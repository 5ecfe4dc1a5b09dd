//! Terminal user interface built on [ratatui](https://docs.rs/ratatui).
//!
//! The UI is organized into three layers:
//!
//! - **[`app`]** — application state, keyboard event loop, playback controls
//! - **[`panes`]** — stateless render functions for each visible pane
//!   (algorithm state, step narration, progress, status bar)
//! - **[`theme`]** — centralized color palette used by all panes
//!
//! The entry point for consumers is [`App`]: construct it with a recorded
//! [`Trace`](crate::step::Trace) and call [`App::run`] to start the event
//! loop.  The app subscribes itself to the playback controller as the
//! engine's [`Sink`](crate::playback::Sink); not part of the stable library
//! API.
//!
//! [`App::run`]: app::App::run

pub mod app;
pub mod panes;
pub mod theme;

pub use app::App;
-------
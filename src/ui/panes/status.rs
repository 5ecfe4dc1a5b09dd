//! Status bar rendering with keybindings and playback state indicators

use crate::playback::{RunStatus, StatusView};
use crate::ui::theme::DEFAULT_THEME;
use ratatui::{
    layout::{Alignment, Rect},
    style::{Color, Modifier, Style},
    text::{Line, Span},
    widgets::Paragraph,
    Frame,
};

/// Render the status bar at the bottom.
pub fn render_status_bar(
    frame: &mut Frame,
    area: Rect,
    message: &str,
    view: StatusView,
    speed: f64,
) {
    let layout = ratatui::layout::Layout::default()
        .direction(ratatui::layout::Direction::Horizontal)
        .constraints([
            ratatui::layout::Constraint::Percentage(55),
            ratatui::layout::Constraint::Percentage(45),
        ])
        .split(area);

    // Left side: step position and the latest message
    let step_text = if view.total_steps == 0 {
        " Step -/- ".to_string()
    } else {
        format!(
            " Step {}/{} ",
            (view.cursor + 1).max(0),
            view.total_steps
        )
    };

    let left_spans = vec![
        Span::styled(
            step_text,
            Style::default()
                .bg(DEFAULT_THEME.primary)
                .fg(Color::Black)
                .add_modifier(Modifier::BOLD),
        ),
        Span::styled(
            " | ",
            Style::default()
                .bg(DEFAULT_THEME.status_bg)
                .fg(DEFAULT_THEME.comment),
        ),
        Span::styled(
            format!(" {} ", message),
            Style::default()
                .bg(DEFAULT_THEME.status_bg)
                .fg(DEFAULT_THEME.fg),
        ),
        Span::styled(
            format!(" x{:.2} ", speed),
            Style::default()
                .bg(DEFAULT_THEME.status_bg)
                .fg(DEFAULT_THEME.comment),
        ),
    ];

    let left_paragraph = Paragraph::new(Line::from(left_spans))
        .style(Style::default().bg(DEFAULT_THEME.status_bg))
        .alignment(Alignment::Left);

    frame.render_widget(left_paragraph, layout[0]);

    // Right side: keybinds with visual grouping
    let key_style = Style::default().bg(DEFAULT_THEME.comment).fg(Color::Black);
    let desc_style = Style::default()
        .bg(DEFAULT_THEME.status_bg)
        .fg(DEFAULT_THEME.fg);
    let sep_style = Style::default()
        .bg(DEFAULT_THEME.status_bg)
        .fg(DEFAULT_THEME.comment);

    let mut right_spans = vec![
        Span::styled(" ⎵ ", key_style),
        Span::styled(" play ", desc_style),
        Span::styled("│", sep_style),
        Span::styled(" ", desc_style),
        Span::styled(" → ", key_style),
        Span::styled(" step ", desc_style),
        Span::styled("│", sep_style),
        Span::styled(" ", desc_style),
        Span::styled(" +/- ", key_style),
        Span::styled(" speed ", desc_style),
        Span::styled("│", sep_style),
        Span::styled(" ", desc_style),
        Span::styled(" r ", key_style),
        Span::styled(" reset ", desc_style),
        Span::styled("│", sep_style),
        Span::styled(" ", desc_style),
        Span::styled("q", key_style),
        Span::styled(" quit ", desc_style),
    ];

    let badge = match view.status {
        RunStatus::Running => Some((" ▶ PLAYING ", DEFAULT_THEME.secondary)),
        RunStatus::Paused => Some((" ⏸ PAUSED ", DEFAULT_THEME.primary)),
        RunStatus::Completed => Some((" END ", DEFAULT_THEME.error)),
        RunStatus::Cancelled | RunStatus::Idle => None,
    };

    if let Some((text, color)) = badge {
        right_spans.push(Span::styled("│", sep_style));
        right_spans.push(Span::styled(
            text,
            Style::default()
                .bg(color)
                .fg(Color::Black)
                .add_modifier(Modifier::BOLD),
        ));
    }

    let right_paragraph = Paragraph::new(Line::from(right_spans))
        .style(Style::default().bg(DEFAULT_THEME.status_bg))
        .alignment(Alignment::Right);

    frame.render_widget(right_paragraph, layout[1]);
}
-------
In the records above, find the line with "RunStatus::Cancelled | RunStatus::Idle"; write out exactly that line and each one after it, stopping after the line with "let right_paragraph = Paragraph::new(Line::from(right_spans))".

- Task answer -
        RunStatus::Cancelled | RunStatus::Idle => None,
    };

    if let Some((text, color)) = badge {
        right_spans.push(Span::styled("│", sep_style));
        right_spans.push(Span::styled(
            text,
            Style::default()
                .bg(color)
                .fg(Color::Black)
                .add_modifier(Modifier::BOLD),
        ));
    }

    let right_paragraph = Paragraph::new(Line::from(right_spans))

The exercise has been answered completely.